MatrixOne does not yet support pessimistic transactions.

Transaction Isolation

One of the characteristics of transactions is isolation, which we usually call transaction isolation.

Isolation is the most restrictive of the four ACID properties of database transactions. The database system usually uses a locking mechanism or a multi-version concurrency control mechanism to obtain a higher isolation level. Application software also requires additional logic to make it work properly.

Many database management systems (DBMS) define different “transaction isolation levels” to control the degree of locking. In many database systems, most transactions avoid high-level isolation levels (such as serializability) to reduce locking overhead. Programmers must carefully analyze the database access part of the code to ensure that lowering the isolation level does not cause hard-to-find code bugs. On the contrary, a higher isolation level will increase the chance of deadlock, which must be avoided during programming.

The DBMS is allowed to use a higher isolation level than the one requested because there are no operations in a higher isolation level that are prohibited by a lower isolation level.

ANSI/ISO SQL defines four standard isolation levels:

Isolation LevelDirty WriteDirty ReadFuzzy ReadPhantom
READ UNCOMMITTEDNot PossiblePossiblePossiblePossible
READ COMMITTEDNot PossibleNot PossiblePossiblePossible
REPEATABLE READNot PossibleNot PossibleNot PossiblePossible
SERIALIZABLENot PossibleNot PossibleNot PossibleNot Possible
  • READ UNCOMMITTED: READ UNCOMMITTED is the lowest isolation level. “Dirty reads” are allowed, and transactions can see the “not committed” modifications of other transactions.

  • READ COMMITTED: At the READ COMMITTED level, the DBMS based on lock mechanism concurrency control needs to keep the write lock on the selected object until the end of the transaction, but the read lock is released immediately after the SELECT operation is completed. Like the previous isolation level, “scope locks” are not required.

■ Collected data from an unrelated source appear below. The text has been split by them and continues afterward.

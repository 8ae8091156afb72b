//! In-memory collaborators.
//!
//! `InMemoryBenchmarkStore` assigns the revision while holding the key's
//! shard lock, so the last completed write for a key is the one read back.

use analysis_core::{
    AnalysisError, BenchmarkKey, BenchmarkStore, ClassificationScheme, SectorBenchmark, StatementRecord,
    StatementStore, StoredBenchmark,
};
use async_trait::async_trait;
use chrono::Utc;
use dashmap::DashMap;
use std::sync::atomic::{AtomicU64, Ordering};

#[derive(Debug, Default)]
pub struct InMemoryStatementStore {
    statements: DashMap<(String, i32), StatementRecord>,
}

impl InMemoryStatementStore {
    pub fn new() -> Self {
        Self::default()
    }

    pub fn with_statements(statements: impl IntoIterator<Item = StatementRecord>) -> Self {
        let store = Self::new();
        for statement in statements {
            store.insert(statement);
        }
        store
    }

    /// Insert or replace the statement for its (company, year)
    pub fn insert(&self, statement: StatementRecord) {
        self.statements
            .insert((statement.company_id.clone(), statement.year), statement);
    }

    pub fn len(&self) -> usize {
        self.statements.len()
    }

    pub fn is_empty(&self) -> bool {
        self.statements.is_empty()
    }
}

#[async_trait]
impl StatementStore for InMemoryStatementStore {
    async fn fetch_statement(&self, company_id: &str, year: i32) -> Result<StatementRecord, AnalysisError> {
        self.statements
            .get(&(company_id.to_string(), year))
            .map(|entry| entry.value().clone())
            .ok_or_else(|| AnalysisError::StatementNotFound {
                company_id: company_id.to_string(),
                year,
            })
    }

    async fn fetch_statements_for_sector(
        &self,
        scheme: ClassificationScheme,
        sector_id: &str,
        year: i32,
    ) -> Result<Vec<StatementRecord>, AnalysisError> {
        let mut statements: Vec<StatementRecord> = self
            .statements
            .iter()
            .filter(|entry| {
                let statement = entry.value();
                statement.year == year && statement.sectors.sector_for(scheme) == Some(sector_id)
            })
            .map(|entry| entry.value().clone())
            .collect();
        statements.sort_by(|a, b| a.company_id.cmp(&b.company_id));
        Ok(statements)
    }
}

#[derive(Debug, Default)]
pub struct InMemoryBenchmarkStore {
    entries: DashMap<BenchmarkKey, StoredBenchmark>,
    sequence: AtomicU64,
}

impl InMemoryBenchmarkStore {
    pub fn new() -> Self {
        Self::default()
    }

    pub fn len(&self) -> usize {
        self.entries.len()
    }

    pub fn is_empty(&self) -> bool {
        self.entries.is_empty()
    }

    /// Every stored benchmark, ordered by key
    pub fn snapshot(&self) -> Vec<StoredBenchmark> {
        let mut all: Vec<StoredBenchmark> = self.entries.iter().map(|e| e.value().clone()).collect();
        all.sort_by(|a, b| a.benchmark.key.cmp(&b.benchmark.key));
        all
    }

    fn stamp(&self, benchmark: SectorBenchmark) -> StoredBenchmark {
        StoredBenchmark {
            benchmark,
            revision: self.sequence.fetch_add(1, Ordering::SeqCst) + 1,
            written_at: Utc::now(),
        }
    }
}

#[async_trait]
impl BenchmarkStore for InMemoryBenchmarkStore {
    async fn put(&self, benchmark: SectorBenchmark) -> Result<StoredBenchmark, AnalysisError> {
        // the shard stays locked from entry() until insert() returns
        let entry = self.entries.entry(benchmark.key.clone());
        let stored = self.stamp(benchmark);
        entry.insert(stored.clone());
        tracing::debug!("Stored benchmark {} (revision {})", stored.benchmark.key, stored.revision);
        Ok(stored)
    }

    async fn get(&self, key: &BenchmarkKey) -> Result<Option<StoredBenchmark>, AnalysisError> {
        Ok(self.entries.get(key).map(|e| e.value().clone()))
    }
}
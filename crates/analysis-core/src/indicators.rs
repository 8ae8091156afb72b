//! Indicator result shapes.
//!
//! Every indicator keeps its numeric value and its display string side by
//! side. A missing value always formats to `None`.

use serde::{Deserialize, Serialize};
use std::fmt;

use crate::SectorProfile;

/// How an indicator is rendered for display
#[derive(Debug, Clone, PartialEq, Eq, Serialize, Deserialize)]
pub enum DisplayFormat {
    /// `12.34%`
    Percent,
    /// `12.34x`
    Ratio,
    /// `12.34 FCFA`
    Currency(String),
}

impl DisplayFormat {
    pub fn render(&self, value: f64) -> String {
        match self {
            DisplayFormat::Percent => format!("{:.2}%", value),
            DisplayFormat::Ratio => format!("{:.2}x", value),
            DisplayFormat::Currency(code) => format!("{:.2} {}", value, code),
        }
    }

    /// Read a rendered string back into its number, ignoring the unit suffix
    pub fn parse(&self, rendered: &str) -> Option<f64> {
        let number = match self {
            DisplayFormat::Percent => rendered.strip_suffix('%')?,
            DisplayFormat::Ratio => rendered.strip_suffix('x')?,
            DisplayFormat::Currency(code) => rendered.strip_suffix(code.as_str())?.trim_end(),
        };
        number.parse().ok()
    }
}

/// A single computed indicator
#[derive(Debug, Clone, Default, PartialEq, Serialize, Deserialize)]
pub struct IndicatorValue {
    pub value: Option<f64>,
    pub formatted: Option<String>,
}

impl IndicatorValue {
    /// Non-finite values are treated as missing.
    pub fn new(value: Option<f64>, format: &DisplayFormat) -> Self {
        match value.filter(|v| v.is_finite()) {
            Some(v) => Self {
                value: Some(v),
                formatted: Some(format.render(v)),
            },
            None => Self::unavailable(),
        }
    }

    pub fn unavailable() -> Self {
        Self {
            value: None,
            formatted: None,
        }
    }

    pub fn percent(value: Option<f64>) -> Self {
        Self::new(value, &DisplayFormat::Percent)
    }

    pub fn ratio(value: Option<f64>) -> Self {
        Self::new(value, &DisplayFormat::Ratio)
    }

    pub fn currency(value: Option<f64>, code: &str) -> Self {
        Self::new(value, &DisplayFormat::Currency(code.to_string()))
    }

    pub fn is_available(&self) -> bool {
        self.value.is_some()
    }
}

/// The five indicator categories
#[derive(Debug, Clone, Copy, PartialEq, Eq, Hash, PartialOrd, Ord, Serialize, Deserialize)]
#[serde(rename_all = "snake_case")]
pub enum Category {
    Growth,
    Profitability,
    Payout,
    Valuation,
    Solidity,
}

impl Category {
    pub fn all() -> [Self; 5] {
        [
            Self::Growth,
            Self::Profitability,
            Self::Payout,
            Self::Valuation,
            Self::Solidity,
        ]
    }

    pub fn as_str(&self) -> &'static str {
        match self {
            Self::Growth => "growth",
            Self::Profitability => "profitability",
            Self::Payout => "payout",
            Self::Valuation => "valuation",
            Self::Solidity => "solidity",
        }
    }
}

impl fmt::Display for Category {
    fn fmt(&self, f: &mut fmt::Formatter<'_>) -> fmt::Result {
        f.write_str(self.as_str())
    }
}

/// Which statement field stands for revenue
#[derive(Debug, Clone, Copy, PartialEq, Eq, Serialize, Deserialize)]
#[serde(rename_all = "snake_case")]
pub enum RevenueKind {
    NetBankingIncome,
    Turnover,
}

impl RevenueKind {
    pub fn growth_key(&self) -> &'static str {
        match self {
            RevenueKind::NetBankingIncome => "net_banking_income_growth",
            RevenueKind::Turnover => "turnover_growth",
        }
    }
}

#[derive(Debug, Clone, PartialEq, Serialize, Deserialize)]
pub struct GrowthIndicators {
    /// Field the revenue growth was measured on
    pub revenue_kind: RevenueKind,
    pub revenue: IndicatorValue,
    pub net_income: IndicatorValue,
    pub ebit: IndicatorValue,
    pub ebitda: IndicatorValue,
    pub capex: IndicatorValue,
}

impl GrowthIndicators {
    pub fn entries(&self) -> Vec<(&'static str, &IndicatorValue)> {
        vec![
            (self.revenue_kind.growth_key(), &self.revenue),
            ("net_income_growth", &self.net_income),
            ("ebit_growth", &self.ebit),
            ("ebitda_growth", &self.ebitda),
            ("capex_growth", &self.capex),
        ]
    }
}

#[derive(Debug, Clone, PartialEq, Serialize, Deserialize)]
pub struct ProfitabilityIndicators {
    pub net_margin: IndicatorValue,
    pub ebitda_margin: IndicatorValue,
    pub operating_margin: IndicatorValue,
    pub return_on_equity: IndicatorValue,
    pub return_on_assets: IndicatorValue,
}

impl ProfitabilityIndicators {
    pub fn entries(&self) -> Vec<(&'static str, &IndicatorValue)> {
        vec![
            ("net_margin", &self.net_margin),
            ("ebitda_margin", &self.ebitda_margin),
            ("operating_margin", &self.operating_margin),
            ("return_on_equity", &self.return_on_equity),
            ("return_on_assets", &self.return_on_assets),
        ]
    }
}

#[derive(Debug, Clone, PartialEq, Serialize, Deserialize)]
pub struct PayoutIndicators {
    pub dividend_per_share: IndicatorValue,
    pub dividend_yield: IndicatorValue,
    pub payout_ratio: IndicatorValue,
}

impl PayoutIndicators {
    pub fn entries(&self) -> Vec<(&'static str, &IndicatorValue)> {
        vec![
            ("dividend_per_share", &self.dividend_per_share),
            ("dividend_yield", &self.dividend_yield),
            ("payout_ratio", &self.payout_ratio),
        ]
    }
}

#[derive(Debug, Clone, PartialEq, Serialize, Deserialize)]
pub struct ValuationIndicators {
    pub per: IndicatorValue,
    pub price_to_book: IndicatorValue,
    pub price_to_sales: IndicatorValue,
    pub ev_to_ebitda: IndicatorValue,
    /// Reserved for a future DCF / multiples model; always unavailable today
    pub target_price: IndicatorValue,
}

impl ValuationIndicators {
    pub fn entries(&self) -> Vec<(&'static str, &IndicatorValue)> {
        vec![
            ("per", &self.per),
            ("price_to_book", &self.price_to_book),
            ("price_to_sales", &self.price_to_sales),
            ("ev_to_ebitda", &self.ev_to_ebitda),
            ("target_price", &self.target_price),
        ]
    }
}

/// Solidity indicators for banks and insurers
#[derive(Debug, Clone, PartialEq, Serialize, Deserialize)]
pub struct FinancialSolidity {
    pub equity_to_assets: IndicatorValue,
    /// Loans / (deposits + equity), target below 1
    pub loans_to_resources: IndicatorValue,
    /// Prudential norm below 100%
    pub loan_to_deposit: IndicatorValue,
    pub debt_to_equity: IndicatorValue,
    pub cost_of_risk: IndicatorValue,
}

/// Solidity indicators for non-financial companies
#[derive(Debug, Clone, PartialEq, Serialize, Deserialize)]
pub struct StandardSolidity {
    /// Healthy below 50%
    pub debt_to_market_cap: IndicatorValue,
    pub debt_to_assets: IndicatorValue,
    /// Below 100% sound, 100-200% caution, above 200% high risk
    pub gearing: IndicatorValue,
}

#[derive(Debug, Clone, PartialEq, Serialize, Deserialize)]
#[serde(tag = "profile", rename_all = "snake_case")]
pub enum SolidityIndicators {
    FinancialServices(FinancialSolidity),
    Standard(StandardSolidity),
}

impl SolidityIndicators {
    pub fn entries(&self) -> Vec<(&'static str, &IndicatorValue)> {
        match self {
            SolidityIndicators::FinancialServices(s) => vec![
                ("equity_to_assets", &s.equity_to_assets),
                ("loans_to_resources", &s.loans_to_resources),
                ("loan_to_deposit", &s.loan_to_deposit),
                ("debt_to_equity", &s.debt_to_equity),
                ("cost_of_risk", &s.cost_of_risk),
            ],
            SolidityIndicators::Standard(s) => vec![
                ("debt_to_market_cap", &s.debt_to_market_cap),
                ("debt_to_assets", &s.debt_to_assets),
                ("gearing", &s.gearing),
            ],
        }
    }
}

/// Indicators for one company-year
#[derive(Debug, Clone, PartialEq, Serialize, Deserialize)]
pub struct IndicatorResult {
    pub company_id: String,
    pub year: i32,
    pub profile: SectorProfile,
    pub growth: GrowthIndicators,
    pub profitability: ProfitabilityIndicators,
    pub payout: PayoutIndicators,
    pub valuation: ValuationIndicators,
    pub solidity: SolidityIndicators,
}

impl IndicatorResult {
    /// Named indicators of one category, in a stable order
    pub fn entries(&self, category: Category) -> Vec<(&'static str, &IndicatorValue)> {
        match category {
            Category::Growth => self.growth.entries(),
            Category::Profitability => self.profitability.entries(),
            Category::Payout => self.payout.entries(),
            Category::Valuation => self.valuation.entries(),
            Category::Solidity => self.solidity.entries(),
        }
    }

    pub fn value(&self, category: Category, name: &str) -> Option<f64> {
        self.entries(category)
            .into_iter()
            .find(|(key, _)| *key == name)
            .and_then(|(_, indicator)| indicator.value)
    }

    /// True when at least one indicator in any category has a value
    pub fn has_any_value(&self) -> bool {
        Category::all()
            .iter()
            .any(|c| self.entries(*c).iter().any(|(_, v)| v.is_available()))
    }
}
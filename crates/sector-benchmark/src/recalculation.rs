//! Batch recalculation of sector benchmarks.
//!
//! One run covers a fiscal year and a list of sector buckets. A failing
//! company or bucket is recorded in the report and the run moves on.
//!
//! Indicator computation runs on the blocking pool, so `recalculate` must be
//! awaited inside a tokio runtime.

use analysis_core::{
    AnalysisError, BenchmarkKey, BenchmarkOutcome, BenchmarkStore, ClassificationScheme, IndicatorResult,
    StatementRecord, StatementStore,
};
use chrono::{DateTime, Utc};
use fundamental_analysis::FundamentalAnalysisEngine;
use rayon::prelude::*;
use serde::{Deserialize, Serialize};
use std::fmt;
use std::sync::Arc;

use crate::aggregator::BenchmarkAggregator;
use crate::config::BenchmarkConfig;

/// One (scheme, sector) pair; years and horizons are added by the job
#[derive(Debug, Clone, PartialEq, Eq, Hash, PartialOrd, Ord, Serialize, Deserialize)]
pub struct SectorBucket {
    pub scheme: ClassificationScheme,
    pub sector_id: String,
}

impl SectorBucket {
    pub fn new(scheme: ClassificationScheme, sector_id: impl Into<String>) -> Self {
        Self {
            scheme,
            sector_id: sector_id.into(),
        }
    }

    pub fn official(sector_id: impl Into<String>) -> Self {
        Self::new(ClassificationScheme::Official, sector_id)
    }

    pub fn reclassified(sector_id: impl Into<String>) -> Self {
        Self::new(ClassificationScheme::Reclassified, sector_id)
    }
}

impl fmt::Display for SectorBucket {
    fn fmt(&self, f: &mut fmt::Formatter<'_>) -> fmt::Result {
        write!(f, "{}/{}", self.scheme, self.sector_id)
    }
}

#[derive(Debug, Clone, PartialEq)]
pub struct CompanyFailure {
    pub company_id: String,
    pub year: i32,
    pub error: AnalysisError,
}

#[derive(Debug, Clone, PartialEq)]
pub struct BucketFailure {
    pub bucket: SectorBucket,
    pub error: AnalysisError,
}

#[derive(Debug, Clone, PartialEq)]
pub struct RecalculationReport {
    pub year: i32,
    /// Keys written to the benchmark store
    pub written: Vec<BenchmarkKey>,
    /// Keys skipped for lack of contributing companies
    pub insufficient: Vec<BenchmarkKey>,
    pub company_failures: Vec<CompanyFailure>,
    pub bucket_failures: Vec<BucketFailure>,
    pub started_at: DateTime<Utc>,
    pub finished_at: DateTime<Utc>,
}

impl RecalculationReport {
    fn new(year: i32) -> Self {
        let now = Utc::now();
        Self {
            year,
            written: Vec::new(),
            insufficient: Vec::new(),
            company_failures: Vec::new(),
            bucket_failures: Vec::new(),
            started_at: now,
            finished_at: now,
        }
    }

    pub fn has_failures(&self) -> bool {
        !self.company_failures.is_empty() || !self.bucket_failures.is_empty()
    }
}

pub struct RecalculationJob {
    statements: Arc<dyn StatementStore>,
    benchmarks: Arc<dyn BenchmarkStore>,
    engine: Arc<FundamentalAnalysisEngine>,
    aggregator: BenchmarkAggregator,
    config: BenchmarkConfig,
}

impl RecalculationJob {
    pub fn new(
        statements: Arc<dyn StatementStore>,
        benchmarks: Arc<dyn BenchmarkStore>,
        engine: FundamentalAnalysisEngine,
        config: BenchmarkConfig,
    ) -> Self {
        Self {
            statements,
            benchmarks,
            engine: Arc::new(engine),
            aggregator: BenchmarkAggregator::from_config(&config),
            config,
        }
    }

    pub fn config(&self) -> &BenchmarkConfig {
        &self.config
    }

    /// Official buckets for every sector the engine's resolver knows
    pub fn official_buckets(&self) -> Vec<SectorBucket> {
        self.engine
            .resolver()
            .sectors()
            .into_iter()
            .map(SectorBucket::official)
            .collect()
    }

    /// Recompute and store the benchmarks of `buckets` for `year`, under every
    /// configured horizon.
    pub async fn recalculate(&self, year: i32, buckets: &[SectorBucket]) -> RecalculationReport {
        tracing::info!("Recalculating {} sector buckets for {}", buckets.len(), year);
        let mut report = RecalculationReport::new(year);

        for bucket in buckets {
            if !self.config.schemes.contains(&bucket.scheme) {
                tracing::debug!("Skipping {}: scheme not configured", bucket);
                continue;
            }
            if let Err(e) = self.recalculate_bucket(year, bucket, &mut report).await {
                tracing::warn!("Bucket {} failed for {}: {}", bucket, year, e);
                report.bucket_failures.push(BucketFailure {
                    bucket: bucket.clone(),
                    error: e,
                });
            }
        }

        report.finished_at = Utc::now();
        tracing::info!(
            "Recalculation {} done: {} written, {} insufficient, {} company failures, {} bucket failures",
            year,
            report.written.len(),
            report.insufficient.len(),
            report.company_failures.len(),
            report.bucket_failures.len()
        );
        report
    }

    async fn recalculate_bucket(
        &self,
        year: i32,
        bucket: &SectorBucket,
        report: &mut RecalculationReport,
    ) -> Result<(), AnalysisError> {
        let statements = self
            .statements
            .fetch_statements_for_sector(bucket.scheme, &bucket.sector_id, year)
            .await?;

        let mut pairs: Vec<(StatementRecord, Option<StatementRecord>)> = Vec::with_capacity(statements.len());
        for statement in statements {
            match self.statements.fetch_statement(&statement.company_id, year - 1).await {
                Ok(previous) => pairs.push((statement, Some(previous))),
                Err(AnalysisError::StatementNotFound { .. }) => pairs.push((statement, None)),
                Err(e) => {
                    tracing::warn!("{}: prior statement for {} unavailable: {}", bucket, statement.company_id, e);
                    report.company_failures.push(CompanyFailure {
                        company_id: statement.company_id,
                        year,
                        error: e,
                    });
                }
            }
        }

        // rayon fan-out kept off the async worker threads
        let engine = self.engine.clone();
        let computed: Vec<(String, Result<IndicatorResult, AnalysisError>)> =
            tokio::task::spawn_blocking(move || {
                pairs
                    .par_iter()
                    .map(|(current, previous)| {
                        (
                            current.company_id.clone(),
                            engine.calculate_indicators(current, previous.as_ref()),
                        )
                    })
                    .collect::<Vec<_>>()
            })
            .await
            .map_err(|e| AnalysisError::TaskFailed(e.to_string()))?;

        let mut results = Vec::with_capacity(computed.len());
        for (company_id, outcome) in computed {
            match outcome {
                Ok(result) => results.push(result),
                Err(e) => {
                    tracing::warn!("{}: skipping {}: {}", bucket, company_id, e);
                    report.company_failures.push(CompanyFailure {
                        company_id,
                        year,
                        error: e,
                    });
                }
            }
        }

        for horizon in &self.config.horizons {
            let outcome = self
                .aggregator
                .aggregate(&results, bucket.scheme, &bucket.sector_id, year, *horizon);
            match outcome {
                BenchmarkOutcome::Produced(benchmark) => {
                    let stored = self.benchmarks.put(benchmark).await?;
                    report.written.push(stored.benchmark.key);
                }
                BenchmarkOutcome::InsufficientSample { key, .. } => report.insufficient.push(key),
            }
        }

        Ok(())
    }
}
//! Official sector → formula family mapping.
//!
//! The table is configuration: callers may inject their own taxonomy. An id
//! missing from the table is a hard error, never a silent `Standard`.

use analysis_core::{AnalysisError, SectorProfile};
use serde::{Deserialize, Serialize};
use std::collections::HashMap;

/// Slug of the BRVM official sector holding banks and insurers
pub const FINANCIAL_SERVICES_SLUG: &str = "services-financiers";

/// BRVM official sectors outside financial services
const BRVM_STANDARD_SLUGS: &[&str] = &[
    "consommation-de-base",
    "consommation-discretionnaire",
    "energie",
    "industriels",
    "services-publics",
    "telecommunications",
];

#[derive(Debug, Clone, Serialize, Deserialize)]
struct SectorEntry {
    sector: String,
    profile: SectorProfile,
}

#[derive(Debug, Clone, PartialEq)]
pub struct SectorProfileResolver {
    table: HashMap<String, SectorProfile>,
}

impl SectorProfileResolver {
    pub fn from_entries<I, S>(entries: I) -> Self
    where
        I: IntoIterator<Item = (S, SectorProfile)>,
        S: Into<String>,
    {
        Self {
            table: entries
                .into_iter()
                .map(|(sector, profile)| (normalize(&sector.into()), profile))
                .collect(),
        }
    }

    /// Load a table from `[{"sector": "...", "profile": "financial_services"}, ...]`
    pub fn from_json(json: &str) -> Result<Self, AnalysisError> {
        let entries: Vec<SectorEntry> = serde_json::from_str(json)
            .map_err(|e| AnalysisError::ConfigError(format!("invalid sector table: {}", e)))?;
        if entries.is_empty() {
            return Err(AnalysisError::ConfigError("sector table is empty".to_string()));
        }
        Ok(Self::from_entries(entries.into_iter().map(|e| (e.sector, e.profile))))
    }

    pub fn insert(&mut self, sector: impl Into<String>, profile: SectorProfile) {
        self.table.insert(normalize(&sector.into()), profile);
    }

    pub fn resolve(&self, official_sector_id: &str) -> Result<SectorProfile, AnalysisError> {
        self.table
            .get(&normalize(official_sector_id))
            .copied()
            .ok_or_else(|| AnalysisError::UnknownSector(official_sector_id.to_string()))
    }

    pub fn is_known(&self, official_sector_id: &str) -> bool {
        self.table.contains_key(&normalize(official_sector_id))
    }

    /// Known sector ids, sorted
    pub fn sectors(&self) -> Vec<&str> {
        let mut sectors: Vec<&str> = self.table.keys().map(String::as_str).collect();
        sectors.sort_unstable();
        sectors
    }

    pub fn len(&self) -> usize {
        self.table.len()
    }

    pub fn is_empty(&self) -> bool {
        self.table.is_empty()
    }
}

impl Default for SectorProfileResolver {
    /// The BRVM official taxonomy
    fn default() -> Self {
        let mut resolver = Self::from_entries(BRVM_STANDARD_SLUGS.iter().map(|s| (*s, SectorProfile::Standard)));
        resolver.insert(FINANCIAL_SERVICES_SLUG, SectorProfile::FinancialServices);
        resolver
    }
}

fn normalize(sector: &str) -> String {
    sector.trim().to_lowercase()
}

  • REPEATABLE READS: At the REPEATABLE READS isolation level, the DBMS based on the lock mechanism concurrency control needs to keep the read locks (read locks) and write locks (write locks) of the selected objects until the transaction end but does not require a “range lock”, so a “phantom read” may occur.

  • SERIALIZABLE: SERIALIZABLE is the highest isolation level. On lock-based concurrency control DBMSs, serializability requires that read and write locks on selected objects be released at the end of the transaction. Using a “WHERE” clause in a SELECT query to describe a range should acquire a “range-locks”.

Higher levels provide stronger isolation by requiring more restrictions than lower isolation levels. The standard allows transactions to run at a stronger transaction isolation level.

Note

MatrixOne’s transaction isolation is slightly different from the general isolation definition and isolation level division; see Snapshot Isolation.